All too often the big mistake in meditation is thinking that you’ve attained a certain level of awakening and then you build up an identity around being an awakened person, or being a person who’s attained jhana or whatever. And then, because your identity is built up around that idea, it feels very threatened when the idea’s called into question. But if your stance is, “Wait and see,” then you’re safe.

So the concentration not only enables you to see things but also enables you to see them long-term, to see the connection between cause and effect in the mind and to evaluate what’s happening. After all, evaluation is one of the important elements of meditation, and it’s worthwhile only when you give it time.

So do your best to get comfortable in the present moment, because it’s a place you want to stay. Even the Buddha maintained mindfulness, maintained concentration as his dwelling-places. A passage in the Canon talks about four establishings of mindfulness and the four jhanas as places where arahants like to hang out as pleasant abidings, as places where they can see clearly what’s going on in the mind. If any of them have psychic powers, this is where they have to access those powers: through the concentration.

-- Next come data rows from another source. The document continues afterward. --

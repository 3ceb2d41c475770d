use once_cell::sync::Lazy;
use regex::Regex;

use crate::vocabulary::Vocabulary;

pub const MAX_SCORE: u32 = 20;
pub const LEAGUE_LITERAL: &str = "English League";

static WEEK_LABEL: Lazy<Regex> =
    Lazy::new(|| Regex::new(r"(?i)\bweek\s*\d+").expect("week label pattern"));
static TIME_OF_DAY: Lazy<Regex> = Lazy::new(|| {
    Regex::new(r"(?i)^\d{1,2}:\d{2}(:\d{2})?\s*([ap]\.?\s?m\.?)?$").expect("time pattern")
});
static HASH_ID: Lazy<Regex> = Lazy::new(|| Regex::new(r"#\d+").expect("hash id pattern"));
static BARE_ID: Lazy<Regex> = Lazy::new(|| Regex::new(r"^\d{8,}$").expect("bare id pattern"));
static DASH_SCORE: Lazy<Regex> = Lazy::new(|| {
    Regex::new(r"^(\d{1,3})\s*[-\u{2013}\u{2014}]\s*(\d{1,3})$").expect("dash score pattern")
});

/// Reduce a raw paste to team names and plausible score strings, in line order.
pub fn clean_lines(raw: &str, vocab: &Vocabulary) -> Vec<String> {
    let mut out = Vec::new();
    for line in raw.lines().map(str::trim).filter(|l| !l.is_empty()) {
        if vocab.contains(line) || plausible_score(line).is_some() {
            out.push(line.to_string());
            continue;
        }
        if let Some((home, away)) = dash_score(line) {
            out.push(home.to_string());
            out.push(away.to_string());
            continue;
        }
        if is_noise(line) {
            continue;
        }
        if let Some(team) = vocab.find_in(line) {
            out.push(team.to_string());
        }
    }
    out
}

pub fn is_noise(line: &str) -> bool {
    WEEK_LABEL.is_match(line)
        || line.contains(LEAGUE_LITERAL)
        || TIME_OF_DAY.is_match(line)
        || HASH_ID.is_match(line)
        || BARE_ID.is_match(line)
}

pub fn is_digits(token: &str) -> bool {
    !token.is_empty() && token.bytes().all(|b| b.is_ascii_digit())
}

fn plausible_score(line: &str) -> Option<u32> {
    if !is_digits(line) {
        return None;
    }
    line.parse::<u32>().ok().filter(|v| *v <= MAX_SCORE)
}

// "2 - 1" as one line; both halves must be plausible.
fn dash_score(line: &str) -> Option<(&str, &str)> {
    let caps = DASH_SCORE.captures(line)?;
    let home = caps.get(1)?.as_str();
    let away = caps.get(2)?.as_str();
    plausible_score(home)?;
    plausible_score(away)?;
    Some((home, away))
}
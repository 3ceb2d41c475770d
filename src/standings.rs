use serde::Serialize;

use crate::state::{LeagueState, TeamStats};

#[derive(Debug, Clone, PartialEq, Eq, Serialize)]
pub struct LeagueTableRow {
    pub rank: usize,
    pub team: String,
    pub played: u32,
    pub won: u32,
    pub drawn: u32,
    pub lost: u32,
    pub goals_for: u32,
    pub goals_against: u32,
    pub goal_difference: i64,
    pub points: u32,
    pub form: String,
}

/// Current-season table, ordered by points, goal difference and goals for.
///
/// Teams level on all three keys keep vocabulary (alphabetical) order; no further
/// tie-break is applied.
pub fn rank(state: &LeagueState) -> Vec<LeagueTableRow> {
    let empty = TeamStats::default();
    let mut rows = state
        .vocabulary()
        .iter()
        .map(|team| (team, state.team_stats(team).unwrap_or(&empty)))
        .collect::<Vec<_>>();

    rows.sort_by(|(_, a), (_, b)| {
        b.points
            .cmp(&a.points)
            .then(b.goal_difference.cmp(&a.goal_difference))
            .then(b.goals_for.cmp(&a.goals_for))
    });

    rows.into_iter()
        .enumerate()
        .map(|(idx, (team, s))| LeagueTableRow {
            rank: idx + 1,
            team: team.to_string(),
            played: s.played,
            won: s.won,
            drawn: s.drawn,
            lost: s.lost,
            goals_for: s.goals_for,
            goals_against: s.goals_against,
            goal_difference: s.goal_difference,
            points: s.points,
            form: s.form_string(),
        })
        .collect()
}
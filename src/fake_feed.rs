use chrono::NaiveTime;
use rand::Rng;
use rand::seq::SliceRandom;

use crate::clean::LEAGUE_LITERAL;
use crate::state::RawMatch;
use crate::vocabulary::Vocabulary;

const MATCHES_PER_WEEK: usize = 10;

#[derive(Debug, Clone)]
pub struct FakePaste {
    pub text: String,
    /// Paste order, top to bottom.
    pub matches: Vec<RawMatch>,
}

/// A screenshot-style paste: week banners, kickoff times and ids around each result.
pub fn generate_paste<R: Rng + ?Sized>(rng: &mut R, vocab: &Vocabulary, n: usize) -> FakePaste {
    let teams = vocab.iter().collect::<Vec<_>>();
    let mut lines: Vec<String> = Vec::with_capacity(n * 6);
    let mut matches = Vec::with_capacity(n);
    if teams.len() < 2 {
        return FakePaste {
            text: String::new(),
            matches,
        };
    }

    let mut week = rng.gen_range(1..=30u32);
    for idx in 0..n {
        if idx % MATCHES_PER_WEEK == 0 {
            let id = rng.gen_range(10_000_000u64..99_999_999);
            lines.push(format!("{LEAGUE_LITERAL} WEEK {week} - #{id}"));
            week += 1;
        }
        lines.push(kickoff_line(rng));

        let pair = teams.choose_multiple(rng, 2).copied().collect::<Vec<_>>();
        let (home, away) = (pair[0], pair[1]);
        let m = RawMatch {
            home: home.to_string(),
            home_score: goals(rng),
            away_score: goals(rng),
            away: away.to_string(),
        };
        lines.push(m.home.clone());
        if rng.gen_bool(0.2) {
            lines.push(format!("{} - {}", m.home_score, m.away_score));
        } else {
            lines.push(m.home_score.to_string());
            lines.push(m.away_score.to_string());
        }
        lines.push(m.away.clone());
        if rng.gen_bool(0.1) {
            lines.push(rng.gen_range(10_000_000u64..99_999_999).to_string());
        }
        matches.push(m);
    }

    FakePaste {
        text: lines.join("\n"),
        matches,
    }
}

fn kickoff_line<R: Rng + ?Sized>(rng: &mut R) -> String {
    let hour = rng.gen_range(0..24);
    let minute = rng.gen_range(0..12) * 5;
    let Some(time) = NaiveTime::from_hms_opt(hour, minute, 0) else {
        return "12:00 pm".to_string();
    };
    if rng.gen_bool(0.5) {
        time.format("%-I:%M %P").to_string()
    } else {
        time.format("%H:%M").to_string()
    }
}

// Virtual-league scorelines rarely go past five.
fn goals<R: Rng + ?Sized>(rng: &mut R) -> u32 {
    const WEIGHTS: [(u32, u32); 6] = [(0, 24), (1, 32), (2, 24), (3, 12), (4, 6), (5, 2)];
    let total = WEIGHTS.iter().map(|(_, w)| w).sum::<u32>();
    let mut pick = rng.gen_range(0..total);
    for (goals, weight) in WEIGHTS {
        if pick < weight {
            return goals;
        }
        pick -= weight;
    }
    0
}
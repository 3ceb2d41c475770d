use serde::Serialize;
use thiserror::Error;

use crate::clean::{self, is_digits};
use crate::state::RawMatch;
use crate::vocabulary::Vocabulary;

pub const GROUP_SIZE: usize = 4;

#[derive(Debug, Clone, Copy, PartialEq, Eq, Serialize)]
pub enum Side {
    Home,
    Away,
}

impl std::fmt::Display for Side {
    fn fmt(&self, f: &mut std::fmt::Formatter<'_>) -> std::fmt::Result {
        match self {
            Side::Home => f.write_str("home"),
            Side::Away => f.write_str("away"),
        }
    }
}

/// Groups are numbered from 1 in paste order.
#[derive(Debug, Clone, PartialEq, Eq, Error, Serialize)]
pub enum ParseError {
    #[error("group {group}: incomplete, only {remaining} of 4 lines left")]
    IncompleteGroup { group: usize, remaining: usize },
    #[error("group {group}: unknown {side} team {token:?}")]
    UnknownTeam {
        group: usize,
        side: Side,
        token: String,
    },
    #[error("group {group}: {side} score {token:?} is not a score from 0 to {max}", max = clean::MAX_SCORE)]
    InvalidScore {
        group: usize,
        side: Side,
        token: String,
    },
    #[error("group {group}: {team} cannot play itself")]
    SameTeam { group: usize, team: String },
    #[error("... and {suppressed} more errors")]
    Truncated { suppressed: usize },
}

impl ParseError {
    pub fn group(&self) -> Option<usize> {
        match self {
            ParseError::IncompleteGroup { group, .. }
            | ParseError::UnknownTeam { group, .. }
            | ParseError::InvalidScore { group, .. }
            | ParseError::SameTeam { group, .. } => Some(*group),
            ParseError::Truncated { .. } => None,
        }
    }
}

#[derive(Debug, Clone, Default, PartialEq, Eq, Serialize)]
pub struct ParseOutcome {
    /// Processing order: the last pasted group comes first.
    pub matches: Vec<RawMatch>,
    pub errors: Vec<ParseError>,
}

impl ParseOutcome {
    pub fn error_messages(&self) -> Vec<String> {
        self.errors.iter().map(ToString::to_string).collect()
    }
}

pub fn parse_text(raw: &str, vocab: &Vocabulary, error_limit: Option<usize>) -> ParseOutcome {
    let tokens = clean::clean_lines(raw, vocab);
    parse_tokens(&tokens, vocab, error_limit)
}

/// Walk the tokens four at a time without resynchronising on bad groups.
pub fn parse_tokens<S: AsRef<str>>(
    tokens: &[S],
    vocab: &Vocabulary,
    error_limit: Option<usize>,
) -> ParseOutcome {
    let mut matches = Vec::with_capacity(tokens.len() / GROUP_SIZE);
    let mut errors = ErrorSink::new(error_limit);

    for (idx, chunk) in tokens.chunks(GROUP_SIZE).enumerate() {
        let group = idx + 1;
        let [home, hs, away_score, away] = chunk else {
            errors.push(ParseError::IncompleteGroup {
                group,
                remaining: chunk.len(),
            });
            break;
        };
        let (home, hs, away_score, away) =
            (home.as_ref(), hs.as_ref(), away_score.as_ref(), away.as_ref());

        let mut ok = true;
        if !vocab.contains(home) {
            ok = false;
            errors.push(ParseError::UnknownTeam {
                group,
                side: Side::Home,
                token: home.to_string(),
            });
        }
        if !vocab.contains(away) {
            ok = false;
            errors.push(ParseError::UnknownTeam {
                group,
                side: Side::Away,
                token: away.to_string(),
            });
        }
        let home_score = score(hs);
        if home_score.is_none() {
            ok = false;
            errors.push(ParseError::InvalidScore {
                group,
                side: Side::Home,
                token: hs.to_string(),
            });
        }
        let away_goals = score(away_score);
        if away_goals.is_none() {
            ok = false;
            errors.push(ParseError::InvalidScore {
                group,
                side: Side::Away,
                token: away_score.to_string(),
            });
        }
        if ok && home == away {
            ok = false;
            errors.push(ParseError::SameTeam {
                group,
                team: home.to_string(),
            });
        }

        if let (true, Some(home_score), Some(away_score)) = (ok, home_score, away_goals) {
            matches.push(RawMatch {
                home: home.to_string(),
                home_score,
                away_score,
                away: away.to_string(),
            });
        }
    }

    matches.reverse();
    ParseOutcome {
        matches,
        errors: errors.finish(),
    }
}

fn score(token: &str) -> Option<u32> {
    if !is_digits(token) {
        return None;
    }
    token
        .parse::<u32>()
        .ok()
        .filter(|v| *v <= clean::MAX_SCORE)
}

struct ErrorSink {
    limit: Option<usize>,
    kept: Vec<ParseError>,
    suppressed: usize,
}

impl ErrorSink {
    fn new(limit: Option<usize>) -> Self {
        Self {
            limit,
            kept: Vec::new(),
            suppressed: 0,
        }
    }

    fn push(&mut self, err: ParseError) {
        match self.limit {
            Some(limit) if self.kept.len() >= limit => self.suppressed += 1,
            _ => self.kept.push(err),
        }
    }

    fn finish(mut self) -> Vec<ParseError> {
        if self.suppressed > 0 {
            self.kept.push(ParseError::Truncated {
                suppressed: self.suppressed,
            });
        }
        self.kept
    }
}
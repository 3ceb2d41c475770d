use std::io::{self, Read};
use std::path::PathBuf;

use anyhow::{Context, Result, bail};
use clap::Parser;
use rand::SeedableRng;
use rand::rngs::StdRng;
use serde::Serialize;
use tracing::debug;
use tracing_subscriber::EnvFilter;

use oddbet::config::LeagueConfig;
use oddbet::standings::{self, LeagueTableRow};
use oddbet::state::LeagueState;
use oddbet::win_prob::{self, HeadToHead, Prediction};
use oddbet::{export, fake_feed};

#[derive(Debug, clap::Parser)]
#[command(about = "Turn pasted football results into a league table, streaks and CSV")]
struct Args {
    /// text files to ingest, one paste each, in order (stdin when empty)
    files: Vec<PathBuf>,

    /// ingest a generated paste of N matches instead of reading input
    #[arg(long, conflicts_with = "files")]
    demo: Option<usize>,

    /// seed for --demo
    #[arg(long)]
    seed: Option<u64>,

    /// estimate the outcome of HOME vs AWAY
    #[arg(long, num_args = 2, value_names = ["HOME", "AWAY"])]
    predict: Option<Vec<String>>,

    /// write the match history to this CSV file
    #[arg(long)]
    csv: Option<PathBuf>,

    /// print the report as JSON
    #[arg(long)]
    json: bool,

    /// games per team before the season rolls over (0 disables)
    #[arg(long)]
    season_length: Option<u32>,

    /// detailed parse errors to keep per paste (0 keeps all)
    #[arg(long)]
    error_limit: Option<usize>,

    /// apply the flat home-advantage bonus to predictions
    #[arg(long)]
    home_advantage: bool,
}

#[derive(Debug, Serialize)]
struct Report {
    added: usize,
    errors: Vec<String>,
    season: u32,
    table: Vec<LeagueTableRow>,
    prediction: Option<Prediction>,
    head_to_head: Option<HeadToHead>,
}

fn main() -> Result<()> {
    let _ = dotenvy::from_filename(".env.local");
    let _ = dotenvy::from_filename(".env");
    tracing_subscriber::fmt()
        .with_env_filter(
            EnvFilter::try_from_default_env().unwrap_or_else(|_| EnvFilter::new("warn")),
        )
        .with_writer(io::stderr)
        .init();

    let args = Args::parse();
    debug!("args: {args:?}");
    let config = resolve_config(&args)?;

    if let Some([home, away]) = args.predict.as_deref() {
        if !config.teams.contains(home) {
            bail!("unknown team {home:?}");
        }
        if !config.teams.contains(away) {
            bail!("unknown team {away:?}");
        }
        if home == away {
            bail!("pick two different teams");
        }
    }

    let mut state = LeagueState::new(config);
    let mut added = 0usize;
    let mut errors = Vec::new();
    for paste in read_pastes(&args, &state)? {
        let report = state.ingest(&paste);
        added += report.added;
        errors.extend(report.errors.iter().map(ToString::to_string));
    }

    let (prediction, head_to_head) = match args.predict.as_deref() {
        Some([home, away]) => (
            Some(win_prob::predict(&state, home, away)),
            win_prob::head_to_head(state.history(), home, away),
        ),
        _ => (None, None),
    };

    if let Some(path) = &args.csv {
        let rows = export::export_history(path, state.history())
            .with_context(|| format!("export csv to {}", path.display()))?;
        state.push_log(format!("[INFO] Exported {rows} matches to {}", path.display()));
    }

    let report = Report {
        added,
        errors,
        season: state.season(),
        table: standings::rank(&state),
        prediction,
        head_to_head,
    };
    if args.json {
        let json = serde_json::to_string_pretty(&report).context("serialize report")?;
        println!("{json}");
    } else {
        print_report(&report, &state);
    }
    Ok(())
}

fn resolve_config(args: &Args) -> Result<LeagueConfig> {
    let mut config = LeagueConfig::from_env().context("invalid environment configuration")?;
    if let Some(n) = args.season_length {
        config.season_length = (n > 0).then_some(n);
    }
    if let Some(n) = args.error_limit {
        config.parse_error_limit = (n > 0).then_some(n);
    }
    if args.home_advantage {
        config.home_advantage = true;
    }
    Ok(config)
}

fn read_pastes(args: &Args, state: &LeagueState) -> Result<Vec<String>> {
    if let Some(n) = args.demo {
        let mut rng = match args.seed {
            Some(seed) => StdRng::seed_from_u64(seed),
            None => StdRng::from_entropy(),
        };
        let paste = fake_feed::generate_paste(&mut rng, state.vocabulary(), n);
        return Ok(vec![paste.text]);
    }
    if args.files.is_empty() {
        let mut raw = String::new();
        io::stdin()
            .read_to_string(&mut raw)
            .context("read paste from stdin")?;
        return Ok(vec![raw]);
    }
    args.files
        .iter()
        .map(|path| {
            std::fs::read_to_string(path).with_context(|| format!("read {}", path.display()))
        })
        .collect()
}

fn print_report(report: &Report, state: &LeagueState) {
    for err in &report.errors {
        println!("rejected: {err}");
    }
    println!("Added {} matches", report.added);
    println!("Season {}", report.season);
    println!();
    println!(
        "{:>3}  {:<16} {:>3} {:>3} {:>3} {:>3} {:>4} {:>4} {:>4} {:>4}  {}",
        "#", "Team", "P", "W", "D", "L", "GF", "GA", "GD", "Pts", "Form"
    );
    for row in &report.table {
        println!(
            "{:>3}  {:<16} {:>3} {:>3} {:>3} {:>3} {:>4} {:>4} {:>4} {:>4}  {}",
            row.rank,
            row.team,
            row.played,
            row.won,
            row.drawn,
            row.lost,
            row.goals_for,
            row.goals_against,
            row.goal_difference,
            row.points,
            row.form
        );
    }

    if let Some(last) = state.history().last() {
        println!();
        println!(
            "Last recorded: {} {}-{} {} ({}, Total-G {})",
            last.home,
            last.home_score,
            last.away_score,
            last.away,
            last.outcome.label(),
            last.total_g
        );
        println!("  since 4 goals: {}", last.four_goal_label());
        println!("  since 3 goals: {}", last.three_goal_label());
    }

    if let Some(p) = &report.prediction {
        println!();
        println!("{} vs {}", p.home.team, p.away.team);
        println!(
            "  home {:.1}%  draw {:.1}%  away {:.1}%",
            p.p_home, p.p_draw, p.p_away
        );
        println!(
            "  over 2.5 {:.1}%  over 3.5 {:.1}%  over 4.5 {:.1}%  btts {:.1}%",
            p.over_2_5, p.over_3_5, p.over_4_5, p.both_teams_score
        );
        println!("  predicted score {}", p.predicted_score);
        println!(
            "  form {} ({:.2} ppg) / {} ({:.2} ppg)",
            p.home.form, p.home.points_per_game, p.away.form, p.away.points_per_game
        );
    }
    match (&report.prediction, &report.head_to_head) {
        (Some(_), Some(h2h)) => {
            println!(
                "  head-to-head: {} meetings, {}-{}-{} (W-D-L), avg goals {:.2}, over 2.5 {:.0}%, over 3.5 {:.0}%, btts {:.0}%",
                h2h.matches,
                h2h.home_wins,
                h2h.draws,
                h2h.away_wins,
                h2h.avg_goals,
                h2h.over_2_5_pct,
                h2h.over_3_5_pct,
                h2h.btts_pct
            );
        }
        (Some(_), None) => println!("  head-to-head: no history"),
        _ => {}
    }

    for line in state.logs().iter().filter(|l| l.starts_with("[INFO] Season")) {
        println!("{line}");
    }
}
pub mod clean;
pub mod config;
pub mod export;
pub mod fake_feed;
pub mod parse;
pub mod standings;
pub mod state;
pub mod vocabulary;
pub mod win_prob;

So don’t think of concentration as a step you have to rush through. It’s a place where you’re going to settle down. And the more familiar you get with it, the more you want to stay here, too. There’s a shift in the center of gravity that makes the mind more stable, less agitated, able to see things more clearly—to adopt that attitude of wait and see, really able to wait and really able to see, so that the insights you gain are reliable.

Sometimes you hear of people who’ve gained awakening without strong powers of concentration. Well, how do they know? I must admit I’m always leery of these accounts. A little bit of concentration develops and they’re told, “Let it go, don’t get attached to it.” Well, that’s not what the Buddha taught. Concentration is part of the path, and the path is something to be developed, maintained, nurtured, a place you want to stay.

Then, when you’re there, you’re really in a position where you can evaluate what’s coming up in the mind: to see whether it really is good or not, to see whether it really is what you think it is or not, over the long term.

So solid concentration is a large part of the guarantee of what you learn as you meditate.